Denys Finch Hatton, white hunter, was the scion of a gilded Edwardian age, a charming Etonian of whom his aunt said, "it is bad for boys to be so good-looking". Perhaps the gods heard her, for soon after Hatton lost all his hair (and was thenceforth never photographed without a hat); although he lost none of his charm, as Sara Wheeler seeks to prove in her rigorously-researched biography, with its fine eye for historical detail.

We follow Hatton from Oxford and gambling, and an affair with the bohemian Iris Tree, through a passion for aviation to British East Africa, where he is plunged into a now-forgotten episode of the First World War. The continent became an extension of Armageddon. Wheeler quotes one historian that the German campaign there was "the climax of Africa's exploitation: its use as a mere battlefield".
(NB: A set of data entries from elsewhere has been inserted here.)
//! Earliest-available data probing
//!
//! Providers only serve a limited, undocumented amount of history. For an
//! all-history collection the probe requests narrow test windows at growing
//! distances into the past and keeps the oldest one that still returns real
//! data.

use super::{ChannelFetcher, FetcherError, FetcherResult};
use crate::auth::AccessToken;
use crate::planner::{FetchWindow, WindowMode, FALLBACK_HISTORY_DAYS};
use crate::Channel;
use chrono::Duration;
use tracing::{debug, info};

/// Days before now at which test windows start
pub const PROBE_OFFSETS_DAYS: [i64; 6] = [30, 90, 180, 365, 540, 730];

/// Width of a test window
pub const PROBE_WINDOW_DAYS: i64 = 30;

/// A test window must return more readings than this to count
pub const PROBE_MIN_READINGS: usize = 10;

/// Pause between test requests
pub const PROBE_PACING: std::time::Duration = std::time::Duration::from_millis(300);

/// Finds how far back a provider serves a channel
#[derive(Debug, Clone)]
pub struct Prober {
    offsets_days: Vec<i64>,
    window_days: i64,
    min_readings: usize,
    pacing: std::time::Duration,
}

impl Default for Prober {
    fn default() -> Self {
        Self {
            offsets_days: PROBE_OFFSETS_DAYS.to_vec(),
            window_days: PROBE_WINDOW_DAYS,
            min_readings: PROBE_MIN_READINGS,
            pacing: PROBE_PACING,
        }
    }
}

impl Prober {
    /// Override the pause between test requests
    pub fn with_pacing(mut self, pacing: std::time::Duration) -> Self {
        self.pacing = pacing;
        self
    }

    /// Test windows for `channel`, oldest first
    pub fn test_windows(&self, channel: Channel, now_ms: i64) -> Vec<FetchWindow> {
        let mut offsets = self.offsets_days.clone();
        offsets.sort_unstable_by(|a, b| b.cmp(a));

        offsets
            .into_iter()
            .map(|days| {
                let start_time = now_ms - Duration::days(days).num_milliseconds();
                FetchWindow {
                    channel,
                    source_id: None,
                    start_time,
                    end_time: start_time + Duration::days(self.window_days).num_milliseconds(),
                    mode: WindowMode::Full,
                }
            })
            .collect()
    }

    /// Earliest timestamp assumed when probing finds nothing
    pub fn fallback(&self, now_ms: i64) -> i64 {
        now_ms - Duration::days(FALLBACK_HISTORY_DAYS).num_milliseconds()
    }

    /// Probe `channel` and return the earliest available timestamp
    ///
    /// Test windows are tried oldest first; the first one with enough
    /// readings yields its earliest reading. Refused tokens and shutdown
    /// abort the probe, other failures just skip the window.
    pub async fn probe(
        &self,
        fetcher: &dyn ChannelFetcher,
        token: &AccessToken,
        channel: Channel,
        now_ms: i64,
    ) -> FetcherResult<i64> {
        for (index, window) in self.test_windows(channel, now_ms).iter().enumerate() {
            if index > 0 {
                tokio::time::sleep(self.pacing).await;
            }

            let batches = match fetcher.fetch(token, window).await {
                Ok(batches) => batches,
                Err(e @ (FetcherError::Unauthorized(_) | FetcherError::Cancelled)) => return Err(e),
                Err(e) => {
                    debug!(channel = %channel, start = window.start_time, error = %e, "Probe window failed, skipping");
                    continue;
                }
            };

            let count: usize = batches.iter().map(|b| b.readings.len()).sum();
            if count > self.min_readings {
                let earliest = batches
                    .iter()
                    .flat_map(|b| b.readings.iter().map(|r| r.timestamp))
                    .min()
                    .unwrap_or(window.start_time);
                info!(channel = %channel, earliest, readings = count, "Probed earliest available data");
                return Ok(earliest);
            }
            debug!(channel = %channel, start = window.start_time, readings = count, "Probe window too sparse");
        }

        let fallback = self.fallback(now_ms);
        info!(channel = %channel, earliest = fallback, "No probe window had data, using fallback");
        Ok(fallback)
    }
}
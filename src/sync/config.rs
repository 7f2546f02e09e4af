//! Sync configuration constants

use std::time::Duration;

/// Maximum number of retries for failed requests.
/// 5 retries with exponential backoff ride out a short portal outage
/// (max total wait ~1 minute) without stalling a 15 minute schedule.
pub const MAX_RETRIES: u32 = 5;

/// Initial backoff delay in milliseconds.
pub const INITIAL_BACKOFF_MS: u64 = 1000; // 1 second

/// Maximum backoff delay in milliseconds.
/// Retry 5 would be 32s, capped to 30s.
pub const MAX_BACKOFF_MS: u64 = 30000; // 30 seconds

/// TCP connect timeout for provider APIs
pub const CONNECT_TIMEOUT: Duration = Duration::from_secs(10);

/// Whole-request timeout for provider APIs
pub const REQUEST_TIMEOUT: Duration = Duration::from_secs(30);

/// Timeout for one external login driver step
pub const DRIVER_STEP_TIMEOUT: Duration = Duration::from_secs(60);

/// Budget for a complete interactive login, MFA included
pub const LOGIN_TIMEOUT: Duration = Duration::from_secs(120);

/// Default overlap re-fetched before the last stored reading
pub const DEFAULT_OVERLAP_HOURS: i64 = 24;

/// Default look-back for a first (full) collection
pub const DEFAULT_PERIOD_DAYS: u32 = 7;

/// Calculate exponential backoff delay
pub fn calculate_backoff(retry_count: u32) -> Duration {
    let delay_ms = INITIAL_BACKOFF_MS.saturating_mul(2u64.saturating_pow(retry_count));
    let delay_ms = delay_ms.min(MAX_BACKOFF_MS);
    Duration::from_millis(delay_ms)
}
This was the stuff of The African Queen, and Wheeler has done a valuable job in bringing it back into focus. Even more salutary are Hatton's exploits in the war in Mesopotamia, recalling Siegfried Sassoon's shock in 1917 when he discovered that the war was being fought for "Mesopotamian Oil Wells".

Back in London, Hatton finds all his friends are dead. The obvious alternative is to return to Kenya, and Karen Blixen - with whom Hatton conducted a long, ultimately unsatisfactory romance. Daughter of Danish aristocracy, fatally infected with syphilis by her former husband, Blixen attempts to run her coffee plantation but seems ill-equipped for the task. At the nadir of its fortunes, she is reduced to taking an African baby to bed with her for consolation.

Wheeler's Blixen is self-dramatising, reliant on the increasingly mercurial Hatton. "The serene wisdom of Out of Africa was an ideal she never actually achieved," says Wheeler, promptly dispelling that husky Meryl Streep voiceover in the reader's head. Meanwhile, Hatton takes the Prince of Wales and his entourage (including his lover, Thelma Furness) on safari, evoking a thankfully lost age of tented luxury and murdered wildlife.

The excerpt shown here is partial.